— Problem —
Read through the listing below, and copy every line where the string "TrackedReminderKey" appears.
•••
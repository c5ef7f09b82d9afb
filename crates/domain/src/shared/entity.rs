use serde::{de::Visitor, Deserialize, Serialize};
use std::{fmt::Display, str::FromStr};
use thiserror::Error;
use uuid::Uuid;

pub trait Entity {
    fn id(&self) -> &ID;
    fn eq(&self, other: &Self) -> bool {
        self.id() == other.id()
    }
}

#[derive(Debug, Clone, PartialEq, Eq, Hash)]
pub struct ID(Uuid);

impl ID {
    pub fn new() -> Self {
        Self(Uuid::new_v4())
    }

    pub fn as_string(&self) -> String {
        self.0.to_string()
    }

    pub fn inner(self) -> Uuid {
        self.0
    }

    pub fn inner_ref(&self) -> &Uuid {
        &self.0
    }
}

impl From<Uuid> for ID {
    fn from(uuid: Uuid) -> Self {
        Self(uuid)
    }
}

impl Default for ID {
    fn default() -> Self {
        Self::new()
    }
}

impl Display for ID {
    fn fmt(&self, f: &mut std::fmt::Formatter<'_>) -> std::fmt::Result {
        write!(f, "{}", self.0)
    }
}

#[derive(Error, Debug)]
pub enum InvalidIDError {
    #[error("ID: {0} is malformed")]
    Malformed(String),
}

impl FromStr for ID {
    type Err = InvalidIDError;

    fn from_str(s: &str) -> Result<Self, Self::Err> {
        Uuid::parse_str(s)
            .map(Self)
            .map_err(|_| InvalidIDError::Malformed(s.to_string()))
    }
}

impl Serialize for ID {
    fn serialize<S>(&self, serializer: S) -> Result<S::Ok, S::Error>
    where
        S: serde::Serializer,
    {
        serializer.serialize_str(&self.as_string())
    }
}

impl<'de> Deserialize<'de> for ID {
    fn deserialize<D>(deserializer: D) -> Result<Self, D::Error>
    where
        D: serde::Deserializer<'de>,
    {
        struct IDVisitor;

        impl<'de> Visitor<'de> for IDVisitor {
            type Value = ID;

            fn expecting(&self, formatter: &mut std::fmt::Formatter) -> std::fmt::Result {
                formatter.write_str("A valid string id representation")
            }

            fn visit_str<E>(self, value: &str) -> Result<ID, E>
            where
                E: serde::de::Error,
            {
                value
                    .parse::<ID>()
                    .map_err(|_| E::custom(format!("Malformed id: {}", value)))
            }
        }

        deserializer.deserialize_str(IDVisitor)
    }
}
use super::dispatch_interview_reminder;
use crate::shared::usecase::UseCase;
use thiserror::Error;
use tracing::{debug, error, info, warn};
use workflowgo_domain::{is_due, TrackedReminderKey, User};
use workflowgo_infra::AppContext;

/// Scans the `Interview`s of every `User` with notifications enabled and
/// reminds them of the interviews that are about to start.
///
/// A reminder is sent at most once per user and interview: the pair is
/// tracked in `NotifiedReminders` after a successful dispatch. A failed
/// dispatch is retried on the next run.
#[derive(Debug, Default)]
pub struct SendInterviewRemindersUseCase;

#[derive(Debug, Default, PartialEq)]
pub struct SendRemindersSummary {
    /// Users with notifications enabled
    pub users_scanned: usize,
    pub reminders_sent: usize,
    pub failures: usize,
}

#[derive(Debug, Error)]
pub enum UseCaseError {
    #[error("Unable to load users: {0}")]
    StorageError(String),
}

async fn send_user_reminders(
    user: &User,
    now: i64,
    ctx: &AppContext,
    summary: &mut SendRemindersSummary,
) -> anyhow::Result<()> {
    let lead_time = user.preferences.reminder_lead_time();
    let interviews = ctx.repos.interviews.find_by_user(&user.id).await?;

    for interview in interviews {
        let key = TrackedReminderKey::new(&user.id, &interview.id);
        if ctx.notified_reminders.contains(&key) {
            continue;
        }

        let scheduled_at = match interview.scheduled_at(&ctx.config.timezone) {
            Ok(scheduled_at) => scheduled_at.timestamp_millis(),
            Err(e) => {
                warn!("Skipping reminder check for interview {}: {}", interview.id, e);
                continue;
            }
        };
        if !is_due(scheduled_at, lead_time.minutes(), now) {
            continue;
        }

        match dispatch_interview_reminder(user, &interview.summary(), &lead_time.label(), ctx).await {
            Ok(_) => {
                ctx.notified_reminders.add(key);
                summary.reminders_sent += 1;
                info!(
                    "Sent reminder to user {} for interview {} (in {} min)",
                    user.id,
                    interview.id,
                    lead_time.minutes()
                );
            }
            Err(e) => {
                summary.failures += 1;
                error!(
                    "Unable to send reminder to user {} for interview {}: {:?}",
                    user.id, interview.id, e
                );
            }
        }
    }

    Ok(())
}

#[async_trait::async_trait(?Send)]
impl UseCase for SendInterviewRemindersUseCase {
    type Response = SendRemindersSummary;

    type Error = UseCaseError;

    const NAME: &'static str = "SendInterviewReminders";

    async fn execute(&mut self, ctx: &AppContext) -> Result<Self::Response, Self::Error> {
        debug!("Checking for upcoming interviews");
        let users = ctx
            .repos
            .users
            .find_all()
            .await
            .map_err(|e| UseCaseError::StorageError(e.to_string()))?;
        let now = ctx.sys.get_timestamp_millis();

        let mut summary = SendRemindersSummary::default();
        for user in users
            .iter()
            .filter(|u| u.preferences.notifications_enabled)
        {
            summary.users_scanned += 1;
            if let Err(e) = send_user_reminders(user, now, ctx, &mut summary).await {
                summary.failures += 1;
                error!("Error processing reminders for user {}: {:?}", user.id, e);
            }
        }

        Ok(summary)
    }
}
•••
— Exercise output —
use workflowgo_domain::{is_due, TrackedReminderKey, User};
        let key = TrackedReminderKey::new(&user.id, &interview.id);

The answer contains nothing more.